[Extracted entries Boundary: Start]

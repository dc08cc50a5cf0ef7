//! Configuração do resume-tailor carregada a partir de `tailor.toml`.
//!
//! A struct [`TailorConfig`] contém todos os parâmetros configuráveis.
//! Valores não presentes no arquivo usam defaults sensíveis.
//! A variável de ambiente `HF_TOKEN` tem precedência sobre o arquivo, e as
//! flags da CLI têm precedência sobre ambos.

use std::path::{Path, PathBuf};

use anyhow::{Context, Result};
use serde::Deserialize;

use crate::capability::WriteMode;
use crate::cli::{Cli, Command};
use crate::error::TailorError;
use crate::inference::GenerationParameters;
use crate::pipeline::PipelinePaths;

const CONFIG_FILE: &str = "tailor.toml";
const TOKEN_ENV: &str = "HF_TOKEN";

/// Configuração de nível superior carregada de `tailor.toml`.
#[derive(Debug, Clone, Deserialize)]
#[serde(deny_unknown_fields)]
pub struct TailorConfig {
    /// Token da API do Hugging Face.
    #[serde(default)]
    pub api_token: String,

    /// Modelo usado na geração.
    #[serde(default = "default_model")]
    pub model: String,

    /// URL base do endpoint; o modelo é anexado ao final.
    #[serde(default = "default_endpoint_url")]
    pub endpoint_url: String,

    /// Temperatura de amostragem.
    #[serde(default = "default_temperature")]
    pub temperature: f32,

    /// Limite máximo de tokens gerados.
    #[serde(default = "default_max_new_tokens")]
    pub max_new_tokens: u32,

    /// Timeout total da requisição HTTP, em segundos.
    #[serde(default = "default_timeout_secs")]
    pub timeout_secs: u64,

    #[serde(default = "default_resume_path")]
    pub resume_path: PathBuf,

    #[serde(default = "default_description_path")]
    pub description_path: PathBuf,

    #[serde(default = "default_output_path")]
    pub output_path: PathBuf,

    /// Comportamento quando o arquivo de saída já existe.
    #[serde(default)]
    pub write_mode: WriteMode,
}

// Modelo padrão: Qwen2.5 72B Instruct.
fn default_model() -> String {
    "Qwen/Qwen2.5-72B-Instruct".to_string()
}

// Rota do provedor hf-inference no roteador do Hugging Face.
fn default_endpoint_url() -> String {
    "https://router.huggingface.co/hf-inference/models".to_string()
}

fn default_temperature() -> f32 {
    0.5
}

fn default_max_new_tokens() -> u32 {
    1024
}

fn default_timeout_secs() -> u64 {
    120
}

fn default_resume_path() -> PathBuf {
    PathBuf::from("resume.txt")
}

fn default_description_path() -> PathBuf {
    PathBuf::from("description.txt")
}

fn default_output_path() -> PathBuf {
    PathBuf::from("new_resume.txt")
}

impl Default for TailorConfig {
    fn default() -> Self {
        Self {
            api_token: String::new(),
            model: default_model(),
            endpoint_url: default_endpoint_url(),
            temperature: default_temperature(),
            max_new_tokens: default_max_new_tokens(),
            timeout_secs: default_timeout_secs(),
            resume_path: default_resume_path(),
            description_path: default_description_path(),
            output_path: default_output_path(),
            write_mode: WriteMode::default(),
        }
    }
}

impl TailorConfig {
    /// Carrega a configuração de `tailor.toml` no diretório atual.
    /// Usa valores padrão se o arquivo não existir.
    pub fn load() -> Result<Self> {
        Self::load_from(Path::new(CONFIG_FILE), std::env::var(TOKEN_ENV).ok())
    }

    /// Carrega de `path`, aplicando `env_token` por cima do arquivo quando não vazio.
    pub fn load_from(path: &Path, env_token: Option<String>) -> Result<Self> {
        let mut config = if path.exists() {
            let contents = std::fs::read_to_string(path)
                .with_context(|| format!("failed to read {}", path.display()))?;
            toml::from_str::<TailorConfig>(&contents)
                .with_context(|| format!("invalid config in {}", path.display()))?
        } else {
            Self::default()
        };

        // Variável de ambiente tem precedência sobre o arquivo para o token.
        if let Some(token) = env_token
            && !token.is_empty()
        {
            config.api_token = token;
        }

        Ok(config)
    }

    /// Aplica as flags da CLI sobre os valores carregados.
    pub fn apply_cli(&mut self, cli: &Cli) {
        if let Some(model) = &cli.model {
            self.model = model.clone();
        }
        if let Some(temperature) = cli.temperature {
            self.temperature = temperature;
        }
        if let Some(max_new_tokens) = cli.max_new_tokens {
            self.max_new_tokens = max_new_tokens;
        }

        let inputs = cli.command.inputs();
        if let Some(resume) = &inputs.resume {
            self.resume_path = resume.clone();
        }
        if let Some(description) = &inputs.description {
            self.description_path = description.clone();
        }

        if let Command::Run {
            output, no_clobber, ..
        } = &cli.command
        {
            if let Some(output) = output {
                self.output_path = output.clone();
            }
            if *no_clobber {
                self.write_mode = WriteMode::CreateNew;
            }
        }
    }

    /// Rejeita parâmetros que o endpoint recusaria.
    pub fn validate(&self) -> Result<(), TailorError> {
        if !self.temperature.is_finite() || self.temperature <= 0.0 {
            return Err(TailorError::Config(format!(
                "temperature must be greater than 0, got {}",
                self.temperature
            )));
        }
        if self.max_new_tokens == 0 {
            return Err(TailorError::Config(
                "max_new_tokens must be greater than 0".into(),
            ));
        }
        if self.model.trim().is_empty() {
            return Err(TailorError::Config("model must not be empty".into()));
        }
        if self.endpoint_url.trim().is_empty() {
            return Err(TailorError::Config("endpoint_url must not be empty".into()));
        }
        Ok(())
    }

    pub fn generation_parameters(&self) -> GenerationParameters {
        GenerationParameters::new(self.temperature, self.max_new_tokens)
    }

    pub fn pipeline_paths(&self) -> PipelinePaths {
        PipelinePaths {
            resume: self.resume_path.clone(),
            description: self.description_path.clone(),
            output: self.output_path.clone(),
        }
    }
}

[Extracted entries Boundary: End]

[Problem details] Leave out every line before the one containing "if self.max_new_tokens == 0". Transcribe that line and all lines after it through the end of the data above, exactly.

[Reply]
        if self.max_new_tokens == 0 {
            return Err(TailorError::Config(
                "max_new_tokens must be greater than 0".into(),
            ));
        }
        if self.model.trim().is_empty() {
            return Err(TailorError::Config("model must not be empty".into()));
        }
        if self.endpoint_url.trim().is_empty() {
            return Err(TailorError::Config("endpoint_url must not be empty".into()));
        }
        Ok(())
    }

    pub fn generation_parameters(&self) -> GenerationParameters {
        GenerationParameters::new(self.temperature, self.max_new_tokens)
    }

    pub fn pipeline_paths(&self) -> PipelinePaths {
        PipelinePaths {
            resume: self.resume_path.clone(),
            description: self.description_path.clone(),
            output: self.output_path.clone(),
        }
    }
}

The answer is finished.